Computer Systems Laboratory Colloquium

4:15PM, Wednesday, April 7, 2004
NEC Auditorium, Gates Computer Science Building B03
http://ee380.stanford.edu

The Appliance Model
Unified approach to scalable, highly available commodity architecture

Brad Porter
Tellme Networks
About the talk:

"Telco-grade reliability" is a term typically associated with expensive, internally redundant hardware components. Conventional wisdom in the telecommunications industry is that the failure rate of commodity x86-based hardware is too high to support 99.99% or better availability. Due to a number of high-profile scalability and fault-tolerance failures of web systems, the prevailing view is that web-style- architectures are fundamentally unscalable and failures are to-be-expected.

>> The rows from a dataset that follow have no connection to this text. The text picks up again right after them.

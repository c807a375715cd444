//! Styled console output
//!
//! Human-facing messages go to stdout (errors to stderr) through `console`
//! styling. Tracing output is separate and always goes to stderr.

use console::style;

use crate::experiment::{DemoOutcome, ExperimentReport};

/// Output handler for consistent CLI formatting
pub struct Output {
    verbose: bool,
    quiet: bool,
}

impl Output {
    pub fn new(verbose: bool, quiet: bool) -> Self {
        Self { verbose, quiet }
    }

    pub fn success(&self, message: &str) {
        if !self.quiet {
            println!("{} {}", style("✔").green(), message);
        }
    }

    /// Errors are shown even in quiet mode
    pub fn error(&self, message: &str) {
        eprintln!("{} {}", style("✖").red(), message);
    }

    pub fn warning(&self, message: &str) {
        if !self.quiet {
            println!("{} {}", style("⚠").yellow(), message);
        }
    }

    pub fn info(&self, message: &str) {
        if !self.quiet {
            println!("{} {}", style("ℹ").blue(), message);
        }
    }

    /// Print a verbose message (only if verbose mode is enabled)
    pub fn verbose(&self, message: &str) {
        if self.verbose && !self.quiet {
            println!("{} {}", style("ℹ").dim(), style(message).dim());
        }
    }

    pub fn header(&self, title: &str) {
        if !self.quiet {
            println!("\n{}", style(title).bold().underlined());
        }
    }

    pub fn step(&self, step: &str) {
        if !self.quiet {
            println!("{} {}", style("❯").cyan(), step);
        }
    }

    pub fn key_value(&self, key: &str, value: &str, highlight: bool) {
        if !self.quiet {
            let styled_value = if highlight {
                style(value).green().bold()
            } else {
                style(value).white()
            };
            println!("  {:<22} {}", style(key).dim(), styled_value);
        }
    }

    pub fn status_indicator(&self, status: &str, message: &str, is_success: bool) {
        if !self.quiet {
            let (icon, color) = if is_success {
                ("✓", style(status).green())
            } else {
                ("✗", style(status).red())
            };
            println!("{} {} {}", style(icon).bold(), color.bold(), message);
        }
    }

    pub fn blank_line(&self) {
        if !self.quiet {
            println!();
        }
    }

    pub fn separator(&self) {
        if !self.quiet {
            println!("{}", style("─".repeat(60)).dim());
        }
    }

    /// One experiment, as printed while a run progresses.
    pub fn experiment(&self, report: &ExperimentReport) {
        let verdict = if report.failed > 0 {
            format!("{} failed", report.failed)
        } else if report.is_consistent() {
            "consistent".to_string()
        } else {
            "RACE".to_string()
        };
        self.status_indicator(
            &format!("{:<26}", report.name),
            &format!(
                "{:>8.3}s {:>9.1} items/s  contention {:.3}  [{}]",
                report.total_time.as_secs_f64(),
                report.throughput,
                report.contention_ratio,
                verdict
            ),
            report.failed == 0 && report.is_consistent(),
        );

        if self.verbose {
            if let Some(counter) = report.counter {
                self.key_value(
                    "counter",
                    &format!("{}/{} ({} lost)", counter.observed, counter.expected, counter.lost),
                    counter.lost == 0,
                );
            }
            self.key_value("log", &report.log.to_string(), report.log.is_clean());
            if let Some(lock) = report.lock {
                self.key_value(
                    "lock",
                    &format!(
                        "{} acquisitions, {} contended, avg wait {:?}, max wait {:?}",
                        lock.acquisitions,
                        lock.contended,
                        lock.avg_wait(),
                        lock.max_wait
                    ),
                    false,
                );
            }
            for error in &report.errors {
                self.key_value("error", error, false);
            }
        }
    }

    pub fn demo(&self, outcome: &DemoOutcome) {
        let clean = outcome.anomalies == 0;
        self.status_indicator(
            &format!("{:<24}", outcome.name),
            &format!(
                "expected {:>6}  observed {:>6}  anomalies {:>5}  contention {:.3}",
                outcome.expected, outcome.observed, outcome.anomalies, outcome.contention_ratio
            ),
            clean,
        );
        if self.verbose
            && let Some(lock) = outcome.lock
        {
            self.key_value(
                "wait",
                &format!(
                    "total {:?}, max {:?}, peak holders {}",
                    lock.wait_total, lock.max_wait, lock.peak_holders
                ),
                false,
            );
        }
    }
}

We have tackled the problem of delivering highly-scalable, robust "telco-grade reliability" using commodity x86-based hardware. Tellme answers over 2 million calls per day using this system. In the process, we've redefined the traditional web architecture and have arrived at a generalizable approach to large-scale commodity systems.

In this talk, we will describe the architecture we've come to term "the appliance model". We will discuss its implications for scalability, fault-tolerance, recovery, persistent-data management, software design, deployment and configuration management, and testing.

About the speaker:

Brad joined Tellme as the company's fifth employee. He developed Tellme's original VoiceXML interpreter and served as Platform Architect responsible for overseeing our system scalability and VoiceXML interpreter development initiatives. He serves on the W3C standards committee as an editor of VoiceXML 2.0 and a lead architect for their Multimodal initiatives. As Tellme's Director of Engineering for Service Production, Brad leads the architecture, development, and quality assurance of all client solutions for Tellme.

Before joining Tellme, Brad helped architect Netscape Netcenter's personalization and cobranding infrastructure. Brad is graduate of the Massachusetts Institute of Technology where he earned a Master's of Engineering and a B.S. in Computer Science.